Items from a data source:
--------------------
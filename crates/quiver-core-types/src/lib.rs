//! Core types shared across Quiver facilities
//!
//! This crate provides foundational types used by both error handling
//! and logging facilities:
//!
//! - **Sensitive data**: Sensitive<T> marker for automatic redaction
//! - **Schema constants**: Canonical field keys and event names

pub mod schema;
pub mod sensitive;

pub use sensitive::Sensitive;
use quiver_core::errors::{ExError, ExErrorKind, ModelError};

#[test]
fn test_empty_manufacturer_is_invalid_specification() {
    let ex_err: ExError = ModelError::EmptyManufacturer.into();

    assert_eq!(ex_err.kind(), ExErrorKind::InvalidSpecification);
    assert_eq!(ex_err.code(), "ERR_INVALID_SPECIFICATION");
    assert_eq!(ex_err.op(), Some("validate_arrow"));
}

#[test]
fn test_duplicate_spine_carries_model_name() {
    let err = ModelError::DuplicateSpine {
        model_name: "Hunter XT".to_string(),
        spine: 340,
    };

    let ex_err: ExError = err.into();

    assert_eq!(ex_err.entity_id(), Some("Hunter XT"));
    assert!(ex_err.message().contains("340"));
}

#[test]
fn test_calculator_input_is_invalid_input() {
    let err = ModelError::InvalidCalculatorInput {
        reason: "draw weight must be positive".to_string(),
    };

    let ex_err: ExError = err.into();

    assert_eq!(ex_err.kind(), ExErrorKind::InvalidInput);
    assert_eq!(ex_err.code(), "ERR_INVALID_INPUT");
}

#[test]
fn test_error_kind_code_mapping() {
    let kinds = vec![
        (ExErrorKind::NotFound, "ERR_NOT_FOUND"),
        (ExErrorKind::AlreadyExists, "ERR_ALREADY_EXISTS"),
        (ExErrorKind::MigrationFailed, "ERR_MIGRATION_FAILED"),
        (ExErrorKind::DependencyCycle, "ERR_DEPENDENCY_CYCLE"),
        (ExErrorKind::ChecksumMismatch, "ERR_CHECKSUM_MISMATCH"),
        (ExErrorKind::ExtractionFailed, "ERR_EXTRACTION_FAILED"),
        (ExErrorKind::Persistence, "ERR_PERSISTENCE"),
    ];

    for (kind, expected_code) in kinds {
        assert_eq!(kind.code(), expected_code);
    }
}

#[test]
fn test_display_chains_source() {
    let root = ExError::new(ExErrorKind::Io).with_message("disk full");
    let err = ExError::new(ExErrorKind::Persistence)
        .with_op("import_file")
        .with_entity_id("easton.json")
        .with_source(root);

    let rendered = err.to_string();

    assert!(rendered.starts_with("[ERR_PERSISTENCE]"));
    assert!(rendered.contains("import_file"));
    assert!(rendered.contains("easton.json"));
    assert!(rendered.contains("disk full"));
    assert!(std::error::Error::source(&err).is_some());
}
--------------------
■ **Exercise goal**: Output the records above exactly as written.

■ **Reply**:
filename crates/quiver-core-types/src/lib.rs
//! Core types shared across Quiver facilities
//!
//! This crate provides foundational types used by both error handling
//! and logging facilities:
//!
//! - **Sensitive data**: Sensitive<T> marker for automatic redaction
//! - **Schema constants**: Canonical field keys and event names

pub mod schema;
pub mod sensitive;

pub use sensitive::Sensitive;
use quiver_core::errors::{ExError, ExErrorKind, ModelError};

#[test]
fn test_empty_manufacturer_is_invalid_specification() {
    let ex_err: ExError = ModelError::EmptyManufacturer.into();

    assert_eq!(ex_err.kind(), ExErrorKind::InvalidSpecification);
    assert_eq!(ex_err.code(), "ERR_INVALID_SPECIFICATION");
    assert_eq!(ex_err.op(), Some("validate_arrow"));
}

#[test]
fn test_duplicate_spine_carries_model_name() {
    let err = ModelError::DuplicateSpine {
        model_name: "Hunter XT".to_string(),
        spine: 340,
    };

    let ex_err: ExError = err.into();

    assert_eq!(ex_err.entity_id(), Some("Hunter XT"));
    assert!(ex_err.message().contains("340"));
}

#[test]
fn test_calculator_input_is_invalid_input() {
    let err = ModelError::InvalidCalculatorInput {
        reason: "draw weight must be positive".to_string(),
    };

    let ex_err: ExError = err.into();

    assert_eq!(ex_err.kind(), ExErrorKind::InvalidInput);
    assert_eq!(ex_err.code(), "ERR_INVALID_INPUT");
}

#[test]
fn test_error_kind_code_mapping() {
    let kinds = vec![
        (ExErrorKind::NotFound, "ERR_NOT_FOUND"),
        (ExErrorKind::AlreadyExists, "ERR_ALREADY_EXISTS"),
        (ExErrorKind::MigrationFailed, "ERR_MIGRATION_FAILED"),
        (ExErrorKind::DependencyCycle, "ERR_DEPENDENCY_CYCLE"),
        (ExErrorKind::ChecksumMismatch, "ERR_CHECKSUM_MISMATCH"),
        (ExErrorKind::ExtractionFailed, "ERR_EXTRACTION_FAILED"),
        (ExErrorKind::Persistence, "ERR_PERSISTENCE"),
    ];

    for (kind, expected_code) in kinds {
        assert_eq!(kind.code(), expected_code);
    }
}

#[test]
fn test_display_chains_source() {
    let root = ExError::new(ExErrorKind::Io).with_message("disk full");
    let err = ExError::new(ExErrorKind::Persistence)
        .with_op("import_file")
        .with_entity_id("easton.json")
        .with_source(root);

    let rendered = err.to_string();

    assert!(rendered.starts_with("[ERR_PERSISTENCE]"));
    assert!(rendered.contains("import_file"));
    assert!(rendered.contains("easton.json"));
    assert!(rendered.contains("disk full"));
    assert!(std::error::Error::source(&err).is_some());
}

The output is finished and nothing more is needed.